• _TASK TO COMPLETE_: Your task is to find every line in the records that holds the string "abstain" and copy it.

Dataset entries
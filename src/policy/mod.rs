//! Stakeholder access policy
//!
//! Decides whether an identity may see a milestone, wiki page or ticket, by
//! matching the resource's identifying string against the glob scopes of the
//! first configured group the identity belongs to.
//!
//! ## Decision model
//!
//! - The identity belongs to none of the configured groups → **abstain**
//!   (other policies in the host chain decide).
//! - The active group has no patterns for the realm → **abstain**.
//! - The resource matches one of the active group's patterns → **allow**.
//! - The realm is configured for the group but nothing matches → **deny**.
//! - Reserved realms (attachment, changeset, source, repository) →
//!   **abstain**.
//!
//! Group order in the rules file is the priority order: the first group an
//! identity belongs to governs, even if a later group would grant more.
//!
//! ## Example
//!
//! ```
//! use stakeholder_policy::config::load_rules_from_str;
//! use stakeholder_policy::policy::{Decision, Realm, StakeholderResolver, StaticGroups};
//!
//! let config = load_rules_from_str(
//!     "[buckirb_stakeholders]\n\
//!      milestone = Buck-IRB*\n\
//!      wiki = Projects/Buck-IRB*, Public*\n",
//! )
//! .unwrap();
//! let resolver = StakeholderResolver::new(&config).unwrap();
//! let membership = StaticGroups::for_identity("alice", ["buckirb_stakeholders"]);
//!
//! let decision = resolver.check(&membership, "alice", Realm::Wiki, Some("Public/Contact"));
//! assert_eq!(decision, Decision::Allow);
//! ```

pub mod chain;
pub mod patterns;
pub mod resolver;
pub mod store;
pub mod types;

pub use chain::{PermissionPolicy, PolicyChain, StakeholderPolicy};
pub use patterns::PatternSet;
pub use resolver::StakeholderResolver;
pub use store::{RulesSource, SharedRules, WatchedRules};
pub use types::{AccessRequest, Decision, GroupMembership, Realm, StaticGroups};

• _RESULT_:
//! - The identity belongs to none of the configured groups → **abstain**
//! - The active group has no patterns for the realm → **abstain**.
//!   **abstain**.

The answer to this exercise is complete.